In two field experiments further conclusions regarding navigation in the desert areas were made. The results obtained also correspond with Meerpohl’s findings. The field experiments attempted to obtain conclusions about navigation by comparing data from the mental map of the guide with landscape features from high-resolution satellite photographs. For example, the guide described the topographical features that are important to him on the following segments along the route from al Fugah to al Qatrun (see From Murzuq to Tajahri).9 It was interesting to see that these features could be traced on the high-resolution satellite map. This means that the caravan’s khabir/taksif was able to create a mental logbook of positions: prominent points of reference, which, for example, designated a certain descent in a wadi system or the ascent from there, respectively (Fig. 4.7), were saved in his mental map by means of certain points, such as stone manikins, places of prayer or other characteristic landscape features. As already mentioned, the khabir/taksif, besides knowing and recognising the prominent points, also had to remember the approximate duration of the individual segments of the route. In order to determine all that, the guide was asked to specify the days he needed for the next segments of the route. With some help when reading the satellite map, he was able to specify the days required for the next segments of the route. Furthermore, he was always able to indicate the direction to Mecca during the journey. Based on this knowledge, he was able to determine the cardinal points without any problems. In this way, he had a precise spatial perception which allowed him to show the directions in which the next settlements were located, even when they were hundreds of kilometres away. Without even thinking, he was able to show the correct direction. For the guiding of caravans, this means that the khabir/taksif always logs the positions in his memory and compares them with the landscape features. And finally, overall, it is to assume that the khabir/taksif embodied the knowledge of spatial orientation.

Fig. 4.7
figure 7

Where is the way to Tmassah? To maintain the direction across the endlessly wide, stone-strewn, water and vegetation-free plateau (al Ashhab Plateau ), a maximum amount of ability and skill is needed. After the descent from this high plain, which stretches over two altitude levels , there is a supply station for caravans, a “caravan resting place” providing rest and supplies for the livestock (see From Zilla to Murzuq). The road follows natural ascents or descents that is particularly marked at its entrance and exit by artificially created direction signs in the form of so-called stone manikins or stone cairns

European explorers, such as Georg Schweinfurth, tried to attribute an insufficient geographic understanding to the Africans. They used it as an explanation to misunderstandings and errors in their own designations and maps on the basis of the different concepts of space.10 However, it was not the different concepts of space that hindered the generation of knowledge but, partially, the arrogant self-posturing of the European travellers who had attributed an inadequate concept to the Africans.

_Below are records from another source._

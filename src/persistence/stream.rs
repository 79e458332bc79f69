//! Keyed running statistics with snapshot persistence

use log::{debug, warn};

use super::snapshot::{self, EncodeError};
use super::store::{MemoryStore, SnapshotStore};
use crate::statistics::Moments;
use crate::traits::DecodeError;

/// Expiry applied to every saved snapshot, restarted on each save
pub const SNAPSHOT_TTL_SECS: u64 = 3600;

/// Failure of a persistence operation on a [`DeviationStream`]
#[derive(Debug, Clone, PartialEq, Eq)]
pub enum StreamError<E> {
    /// The stream was built without a store
    NotConfigured,
    /// The store call failed
    Store(E),
    /// The stored snapshot could not be decoded
    Decode(DecodeError),
    /// The current state could not be encoded
    Encode(EncodeError),
}

impl<E: core::fmt::Display> core::fmt::Display for StreamError<E> {
    fn fmt(&self, f: &mut core::fmt::Formatter<'_>) -> core::fmt::Result {
        match self {
            StreamError::NotConfigured => {
                write!(f, "no snapshot store was configured for this stream")
            }
            StreamError::Store(e) => write!(f, "snapshot store error: {}", e),
            StreamError::Decode(e) => write!(f, "{}", e),
            StreamError::Encode(e) => write!(f, "{}", e),
        }
    }
}

impl<E> std::error::Error for StreamError<E>
where
    E: std::error::Error + 'static,
{
    fn source(&self) -> Option<&(dyn std::error::Error + 'static)> {
        match self {
            StreamError::NotConfigured => None,
            StreamError::Store(e) => Some(e),
            StreamError::Decode(e) => Some(e),
            StreamError::Encode(e) => Some(e),
        }
    }
}

/// Running mean, variance and extrema bound to a store key
///
/// [`push`](Self::push) and the queries touch memory only. [`save`](Self::save),
/// [`restore`](Self::restore) and [`reset`](Self::reset) each make exactly one
/// store call. A stream without a store is fully usable in memory; its
/// persistence operations fail with [`StreamError::NotConfigured`].
///
/// Not synchronized: share a stream across threads behind a lock. Streams
/// in different processes saving under one key overwrite each other.
///
/// # Example
///
/// ```
/// use devstream::persistence::{DeviationStream, MemoryStore};
///
/// let store = MemoryStore::new();
/// let mut writer = DeviationStream::with_store("latency:api", store.clone());
/// let mut reader = DeviationStream::with_store("latency:api", store);
///
/// for ms in [12.0, 15.0, 11.0, 30.0] {
///     writer.push(ms);
/// }
///
/// pollster::block_on(async {
///     writer.save().await.unwrap();
///     reader.restore().await.unwrap();
/// });
///
/// assert_eq!(reader.count(), 4);
/// assert_eq!(reader.max(), 30.0);
/// ```
#[derive(Debug, Clone)]
pub struct DeviationStream<S = MemoryStore> {
    key: String,
    state: Moments,
    store: Option<S>,
}

impl DeviationStream {
    /// Create a stream with no store
    ///
    /// Only in-memory accumulation is available.
    pub fn new(key: impl Into<String>) -> Self {
        Self {
            key: key.into(),
            state: Moments::new(),
            store: None,
        }
    }
}

impl<S: SnapshotStore> DeviationStream<S> {
    /// Create a stream persisted under `key` in `store`
    pub fn with_store(key: impl Into<String>, store: S) -> Self {
        Self {
            key: key.into(),
            state: Moments::new(),
            store: Some(store),
        }
    }

    /// Store key for this stream's snapshot
    pub fn key(&self) -> &str {
        &self.key
    }

    /// Current in-memory state
    pub fn state(&self) -> &Moments {
        &self.state
    }

    /// Check if a store is attached
    pub fn has_store(&self) -> bool {
        self.store.is_some()
    }

    /// Add an observation
    pub fn push(&mut self, value: f64) {
        self.state.push(value);
    }

    /// Number of observations since the last reset
    pub fn count(&self) -> u64 {
        self.state.count()
    }

    /// Arithmetic mean, `0.0` when empty
    pub fn mean(&self) -> f64 {
        self.state.mean()
    }

    /// Sample variance, `0.0` below two observations
    pub fn variance(&self) -> f64 {
        self.state.variance()
    }

    /// Sample standard deviation
    pub fn standard_deviation(&self) -> f64 {
        self.state.standard_deviation()
    }

    /// Smallest observation, `0.0` when empty
    pub fn min(&self) -> f64 {
        self.state.min()
    }

    /// Largest observation, `0.0` when empty
    pub fn max(&self) -> f64 {
        self.state.max()
    }

    fn store(&self, op: &str) -> Result<&S, StreamError<S::Error>> {
        self.store.as_ref().ok_or_else(|| {
            warn!("{} on stream {:?} without a snapshot store", op, self.key);
            StreamError::NotConfigured
        })
    }

    /// Write the current state under the stream's key
    ///
    /// The snapshot expires [`SNAPSHOT_TTL_SECS`] after the write.
    pub async fn save(&self) -> Result<(), StreamError<S::Error>> {
        let store = self.store("save")?;
        let payload = snapshot::encode(&self.state).map_err(StreamError::Encode)?;

        debug!("saving stream {:?} ({} values)", self.key, self.state.count());
        store
            .set_with_expiry(&self.key, &payload, SNAPSHOT_TTL_SECS)
            .await
            .map_err(StreamError::Store)
    }

    /// Replace the in-memory state with the stored snapshot
    ///
    /// A missing snapshot leaves the state as it is. A snapshot that fails
    /// to decode also leaves it untouched and is reported as
    /// [`StreamError::Decode`].
    pub async fn restore(&mut self) -> Result<(), StreamError<S::Error>> {
        let store = self.store("restore")?;
        let payload = store.get(&self.key).await.map_err(StreamError::Store)?;

        let Some(payload) = payload else {
            debug!("no snapshot for stream {:?}", self.key);
            return Ok(());
        };

        let restored = snapshot::decode(&payload).map_err(|e| {
            warn!("discarding undecodable snapshot for stream {:?}: {}", self.key, e);
            StreamError::Decode(e)
        })?;

        debug!("restored stream {:?} ({} values)", self.key, restored.count());
        self.state = restored;
        Ok(())
    }

    /// Zero the in-memory state and delete the stored snapshot
    ///
    /// The in-memory state is zeroed even when no store is attached or the
    /// delete fails.
    pub async fn reset(&mut self) -> Result<(), StreamError<S::Error>> {
        self.state.reset();

        let store = self.store("reset")?;
        debug!("deleting snapshot for stream {:?}", self.key);
        store.delete(&self.key).await.map_err(StreamError::Store)
    }

    /// Same as [`reset`](Self::reset)
    pub async fn clear(&mut self) -> Result<(), StreamError<S::Error>> {
        self.reset().await
    }
}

During their crossing of the Sahara, traders, pilgrims, scientists or adventurers (Fig. 4.6) have all relied on local guides with certain knowledge and skills in orientation. The trading stations in the south, or the ports in the north, could only be accessed with a caravan that could, in addition to safety, offer orientation in one of the most inhospitable areas on earth. Even if the European traveller had had detailed maps, he would have had little chance of success when venturing out on his own. On the search for Timbuktu, the map shows something, but not the route. Certainly, Europeans in the nineteenth century believed in the power of maps. Detailed, as never before, they showed the topographical features; however, in the promising search for the treasures of the black continent, this power had reached its limits. The success of a given expedition depended essentially on the capabilities of the caravan guide and his assistants and was tied to the multifaceted negotiation processes with different groups and stakeholders.

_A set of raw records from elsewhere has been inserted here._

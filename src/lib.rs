//! # Devstream
//!
//! Single-pass streaming statistics with durable snapshots.
//!
//! Devstream keeps the count, mean, sample variance, standard deviation,
//! minimum and maximum of a stream of numbers without storing the numbers
//! themselves, and can save that running state to a keyed store with expiry
//! so accumulation survives restarts or is shared between processes.
//!
//! ## Features
//!
//! - **Running Moments**: Welford's numerically stable single-pass update
//! - **Mergeability**: Partial accumulations combine exactly
//! - **Snapshots**: JSON encode/decode, reading older extrema-less payloads
//! - **Keyed Persistence**: Save/restore/clear against any [`SnapshotStore`](persistence::SnapshotStore)
//!
//! ## Quick Start
//!
//! ```rust
//! use devstream::prelude::*;
//!
//! let mut stats = Moments::new();
//! for v in [0.0, 100.0, 0.0, 100.0] {
//!     stats.push(v);
//! }
//! assert!((stats.mean() - 50.0).abs() < 1e-9);
//! println!("stddev: {}", stats.standard_deviation());
//! ```
//!
//! ## Persistence
//!
//! ```rust
//! use devstream::persistence::{DeviationStream, MemoryStore};
//!
//! let store = MemoryStore::new();
//! let mut stream = DeviationStream::with_store("requests:latency", store.clone());
//! stream.push(120.0);
//!
//! pollster::block_on(stream.save()).unwrap();
//!
//! let mut restored = DeviationStream::with_store("requests:latency", store);
//! pollster::block_on(restored.restore()).unwrap();
//! assert_eq!(restored.mean(), 120.0);
//! ```
//!
//! ## Feature Flags
//!
//! - `std` (default): Standard library support
//! - `persistence` (default): Snapshot codec, store contract and
//!   [`DeviationStream`](persistence::DeviationStream); implies `std`
//!
//! Without `std` the statistics core builds for `no_std`, using libm.

#![cfg_attr(not(feature = "std"), no_std)]
#![cfg_attr(docsrs, feature(doc_cfg))]

#[cfg(not(feature = "std"))]
extern crate alloc;

mod math;

// Core traits always available
pub mod traits;

pub mod statistics;

#[cfg(feature = "persistence")]
#[cfg_attr(docsrs, doc(cfg(feature = "persistence")))]
pub mod persistence;

pub mod prelude {
    pub use crate::statistics::Moments;
    pub use crate::traits::*;

    #[cfg(feature = "persistence")]
    pub use crate::persistence::{DeviationStream, MemoryStore, SnapshotStore, StreamError};
}

pub use statistics::Moments;

#[cfg(feature = "persistence")]
pub use persistence::DeviationStream;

4.2 From Mental Maps to European Knowledge

4.2.1 Justus Perthes Publishing House—Motor of Map Production of the Nineteenth Century

In the nineteenth century, map production is closely associated with the Gotha publishing house of Justus Perthes. The magazine Petermanns Geographische Mitteilungen (Petermann’s Geographic Notices), which was first published in 1855, soon became the undisputed media of the time. August Petermann, Cartographer who enjoyed high respect internationally and whose name is closely associated with the publishing house Justus Perthes, had a keen sense for expeditions and ensured that cartographically useful material was collected during the expeditions in Africa, and that data transmitted to Gotha were as accurate as possible. These data were then used to draw precise maps. He established a scientific practice of mapping, by giving instructions to the explorers such as to keep itinerary records. His main care was to train the travellers in the proper use of instruments. Initially, the cartographic translation of the collected data required a check for plausibility of the material delivered by the travellers. By means of meticulous comparative analyses, contradictory presumptions were deleted, secured knowledge separated from yet unsecured knowledge, and the newly obtained knowledge was classified in the current state of research. Between 1855 and 1878, Petermann advanced to become a dominant figure. His approach allowed him to publish first-hand information about regions unknown to Europeans. In this way, more than a hundred maps about this region appeared in Petermanns Geographischen Mitteilungen (Petermann’s Geographic Notices).11

At this point, we have to ask how the process of knowledge generation has taken place on the part of the European explorers and the concomitant development of maps about this area in detail. Petermann and other cartographers proposed the most promising routes to the explorers. How did the travellers handle these proposals in action and how much leeway did the Europeans have when following a route?

4.2.2 Negotiation Processes

Tripoli, the capital of present-day Libya, seemed to be the most appropriate gateway to the Sahara due to its topographical situation. Another factor was that Tripolitania and parts of the Fezzan were considered to provide extremely safe passage. Once arrived here, the travellers first had to familiarise themselves with the Ottoman and European officials and to gain their support for the respective projects. In addition, a decision had to be taken in what manner the journey to the south was to be carried out. In order to reach the first important station of a journey to the south, to the caravan cities Ghadames or Murzuq, one either joined a caravan or, if the necessary money was available, one organised his own small kafla. Apart from the negotiations with the Ottoman and European officials in Tripoli and the oases controlled by them, another step was to find local guides and loyal companions as well as to establish contacts with various ethnic groups the territories of whose were on the route.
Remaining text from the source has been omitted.